**TASK BRIEF:**
Keeping every character as it is, transcribe the entries below.

Data records:
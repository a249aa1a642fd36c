// src/process/records.rs

use serde::Serialize;
use std::fmt;

use crate::mapping::RECORD_FIELDS;

/// Answer tokens used by the form's "has more members" questions.
#[derive(Clone, Copy, Debug, PartialEq, Eq)]
pub enum Answer {
    Yes,
    No,
}

impl Answer {
    pub const YES: &'static str = "Có";
    pub const NO: &'static str = "Không";

    /// Only an exact (trimmed) affirmative token counts as `Yes`.
    pub fn from_cell(s: &str) -> Option<Self> {
        match s.trim() {
            Self::YES => Some(Answer::Yes),
            Self::NO => Some(Answer::No),
            _ => None,
        }
    }

    pub fn is_yes(s: &str) -> bool {
        Self::from_cell(s) == Some(Answer::Yes)
    }
}

/// Relationship label written for the primary person.
#[derive(Clone, Copy, Debug, PartialEq, Eq)]
pub enum Role {
    Owner,
}

impl Role {
    pub fn as_str(&self) -> &'static str {
        match self {
            Role::Owner => "Owner",
        }
    }
}

/// Primary owner vs. dependent member.
#[derive(Clone, Copy, Debug, PartialEq, Eq, Serialize)]
pub enum RecordKind {
    Owner,
    Member,
}

impl RecordKind {
    pub fn as_str(&self) -> &'static str {
        match self {
            RecordKind::Owner => "Owner",
            RecordKind::Member => "Member",
        }
    }
}

#[derive(Clone, Debug, PartialEq, Eq, Serialize)]
pub struct HouseholdRecord {
    /// 1-based display index, one per surviving source row.
    pub index: usize,
    pub block: String,
    pub home_id: String,
    pub kind: RecordKind,
}

/// Person fields in destination order.
#[derive(Clone, Debug, Default, PartialEq, Eq, Serialize)]
pub struct PersonFields {
    pub name: String,
    pub sex: String,
    pub birthday: String,
    pub phone: String,
    pub relationship: String,
}

/// One row of the final table.
#[derive(Clone, Debug, PartialEq, Eq, Serialize)]
pub struct PersonRecord {
    pub household: HouseholdRecord,
    pub person: PersonFields,
    /// 1-based data row number in the source sheet (header excluded).
    pub source_row: usize,
}

/// A typed output cell.
#[derive(Clone, Debug, PartialEq)]
pub enum CellValue {
    Text(String),
    Integer(u64),
}

impl CellValue {
    pub fn is_empty(&self) -> bool {
        matches!(self, CellValue::Text(s) if s.is_empty())
    }
}

impl fmt::Display for CellValue {
    fn fmt(&self, f: &mut fmt::Formatter<'_>) -> fmt::Result {
        match self {
            CellValue::Text(s) => f.write_str(s),
            CellValue::Integer(n) => write!(f, "{n}"),
        }
    }
}

impl PersonRecord {
    /// Field values in record order (household, person, additional).
    pub fn cells(&self) -> [CellValue; RECORD_FIELDS] {
        let h = &self.household;
        let p = &self.person;
        [
            CellValue::Integer(h.index as u64),
            CellValue::Text(h.block.clone()),
            CellValue::Text(h.home_id.clone()),
            CellValue::Text(h.kind.as_str().to_string()),
            CellValue::Text(p.name.clone()),
            CellValue::Text(p.sex.clone()),
            CellValue::Text(p.birthday.clone()),
            CellValue::Text(p.phone.clone()),
            CellValue::Text(p.relationship.clone()),
            CellValue::Integer(self.source_row as u64),
        ]
    }
}

#[cfg(test)]
mod tests {
    use super::*;

    #[test]
    fn answers() {
        assert!(Answer::is_yes("Có"));
        assert!(Answer::is_yes(" Có "));
        assert!(!Answer::is_yes("Không"));
        assert!(!Answer::is_yes(""));
        assert!(!Answer::is_yes("có rồi"));
        assert_eq!(Answer::from_cell("Không"), Some(Answer::No));
    }

    #[test]
    fn cells_follow_record_order() {
        let rec = PersonRecord {
            household: HouseholdRecord {
                index: 3,
                block: "C1".into(),
                home_id: "C1-1207".into(),
                kind: RecordKind::Member,
            },
            person: PersonFields {
                name: "Lê Văn B".into(),
                sex: "Nam".into(),
                birthday: "01/02/2010".into(),
                phone: "0901".into(),
                relationship: "Con".into(),
            },
            source_row: 7,
        };
        let cells = rec.cells();
        assert_eq!(cells[0], CellValue::Integer(3));
        assert_eq!(cells[2].to_string(), "C1-1207");
        assert_eq!(cells[3].to_string(), "Member");
        assert_eq!(cells[7].to_string(), "0901");
        assert_eq!(cells[8].to_string(), "Con");
        assert_eq!(cells[9], CellValue::Integer(7));
    }
}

**SOLUTION BELOW:**
repository a249aa1a642fd36c
// src/process/records.rs

use serde::Serialize;
use std::fmt;

use crate::mapping::RECORD_FIELDS;

/// Answer tokens used by the form's "has more members" questions.
#[derive(Clone, Copy, Debug, PartialEq, Eq)]
pub enum Answer {
    Yes,
    No,
}

impl Answer {
    pub const YES: &'static str = "Có";
    pub const NO: &'static str = "Không";

    /// Only an exact (trimmed) affirmative token counts as `Yes`.
    pub fn from_cell(s: &str) -> Option<Self> {
        match s.trim() {
            Self::YES => Some(Answer::Yes),
            Self::NO => Some(Answer::No),
            _ => None,
        }
    }

    pub fn is_yes(s: &str) -> bool {
        Self::from_cell(s) == Some(Answer::Yes)
    }
}

/// Relationship label written for the primary person.
#[derive(Clone, Copy, Debug, PartialEq, Eq)]
pub enum Role {
    Owner,
}

impl Role {
    pub fn as_str(&self) -> &'static str {
        match self {
            Role::Owner => "Owner",
        }
    }
}

/// Primary owner vs. dependent member.
#[derive(Clone, Copy, Debug, PartialEq, Eq, Serialize)]
pub enum RecordKind {
    Owner,
    Member,
}

impl RecordKind {
    pub fn as_str(&self) -> &'static str {
        match self {
            RecordKind::Owner => "Owner",
            RecordKind::Member => "Member",
        }
    }
}

#[derive(Clone, Debug, PartialEq, Eq, Serialize)]
pub struct HouseholdRecord {
    /// 1-based display index, one per surviving source row.
    pub index: usize,
    pub block: String,
    pub home_id: String,
    pub kind: RecordKind,
}

/// Person fields in destination order.
#[derive(Clone, Debug, Default, PartialEq, Eq, Serialize)]
pub struct PersonFields {
    pub name: String,
    pub sex: String,
    pub birthday: String,
    pub phone: String,
    pub relationship: String,
}

/// One row of the final table.
#[derive(Clone, Debug, PartialEq, Eq, Serialize)]
pub struct PersonRecord {
    pub household: HouseholdRecord,
    pub person: PersonFields,
    /// 1-based data row number in the source sheet (header excluded).
    pub source_row: usize,
}

/// A typed output cell.
#[derive(Clone, Debug, PartialEq)]
pub enum CellValue {
    Text(String),
    Integer(u64),
}

impl CellValue {
    pub fn is_empty(&self) -> bool {
        matches!(self, CellValue::Text(s) if s.is_empty())
    }
}

impl fmt::Display for CellValue {
    fn fmt(&self, f: &mut fmt::Formatter<'_>) -> fmt::Result {
        match self {
            CellValue::Text(s) => f.write_str(s),
            CellValue::Integer(n) => write!(f, "{n}"),
        }
    }
}

impl PersonRecord {
    /// Field values in record order (household, person, additional).
    pub fn cells(&self) -> [CellValue; RECORD_FIELDS] {
        let h = &self.household;
        let p = &self.person;
        [
            CellValue::Integer(h.index as u64),
            CellValue::Text(h.block.clone()),
            CellValue::Text(h.home_id.clone()),
            CellValue::Text(h.kind.as_str().to_string()),
            CellValue::Text(p.name.clone()),
            CellValue::Text(p.sex.clone()),
            CellValue::Text(p.birthday.clone()),
            CellValue::Text(p.phone.clone()),
            CellValue::Text(p.relationship.clone()),
            CellValue::Integer(self.source_row as u64),
        ]
    }
}

#[cfg(test)]
mod tests {
    use super::*;

    #[test]
    fn answers() {
        assert!(Answer::is_yes("Có"));
        assert!(Answer::is_yes(" Có "));
        assert!(!Answer::is_yes("Không"));
        assert!(!Answer::is_yes(""));
        assert!(!Answer::is_yes("có rồi"));
        assert_eq!(Answer::from_cell("Không"), Some(Answer::No));
    }

    #[test]
    fn cells_follow_record_order() {
        let rec = PersonRecord {
            household: HouseholdRecord {
                index: 3,
                block: "C1".into(),
                home_id: "C1-1207".into(),
                kind: RecordKind::Member,
            },
            person: PersonFields {
                name: "Lê Văn B".into(),
                sex: "Nam".into(),
                birthday: "01/02/2010".into(),
                phone: "0901".into(),
                relationship: "Con".into(),
            },
            source_row: 7,
        };
        let cells = rec.cells();
        assert_eq!(cells[0], CellValue::Integer(3));
        assert_eq!(cells[2].to_string(), "C1-1207");
        assert_eq!(cells[3].to_string(), "Member");
        assert_eq!(cells[7].to_string(), "0901");
        assert_eq!(cells[8].to_string(), "Con");
        assert_eq!(cells[9], CellValue::Integer(7));
    }
}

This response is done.